A en croire Olivier Besancenot, le NPA qui naît ce vendredi des cendres de la LCR, ne sera «ni un parti d'adhérents passifs (...) ni un parti de supermilitants qui ont tout lu, ne vivent plus comme tout le monde et finissent par former des sectes bizarres»*. Le NPA revendique près de 9.000 membres, un chiffre difficile à vérifier, trois fois supérieur aux troupes de l'ex-LCR.
Un gros noyau vient de l'organisation trotskiste, auquel s'agrègent plusieurs «ex» (ex-PCF, ex-Verts, quelques ex-PS, plus rares) et des militants syndicaux ou associatifs. «Ça va du jeune révolté méfiant de la politique au vieux routier du militantisme», estime François Coustal, journaliste à «Rouge» et auteur de «L'Incroyable Histoire du NPA» (Demopolis).
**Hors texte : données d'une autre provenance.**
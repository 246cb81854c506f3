// # Capture Module
//
// Raw frame handles, the frame source interface, and a synthetic source used
// by the CLI demo and the tests.

pub mod frame;
pub mod synthetic;

pub use frame::{FrameLease, FrameSource, RawFrame, YuvPlanes};
pub use synthetic::{ChromaLayout, ReleaseTracker, SyntheticFrame, SyntheticFrameSource};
Sabrina** est une «bleue» rouge. A 29 ans, cette employée municipale en Seine-Saint-Denis n'avait jamais pris sa carte dans un parti. «Je ne me reconnaissais dans aucun», confie la jeune femme, syndiquée à la CGT. Lassée de «ne pas voir arriver une grande union de la gauche», elle a franchi le pas en mars 2008, attirée par «l'anticapitalisme du NPA et sa volonté de rupture avec le PS». Militante «exaltée de créer quelque chose de nouveau», elle reconnaît des «inerties liées au schéma LCR qui revient parfois». «La tchatche, ça m'emmerde», confie-t-elle.
La tchatche, Emmanuel Bichindariz connaît. Membre du NPA de Pantin (93), cet enseignant de 38 ans a milité huit ans à la LCR à Bordeaux. Pas de regret, le changement était nécessaire: «La LCR faisait peur, son image était trop attachée à Mai 68», estime-t-il, notant un «effet NPA». «A Pantin, à la LCR, on était dix. Au NPA, on est déjà trente.»
* «Prenons parti» (éd. Mille et une nuits).
** Le prénom a été changé à sa demande.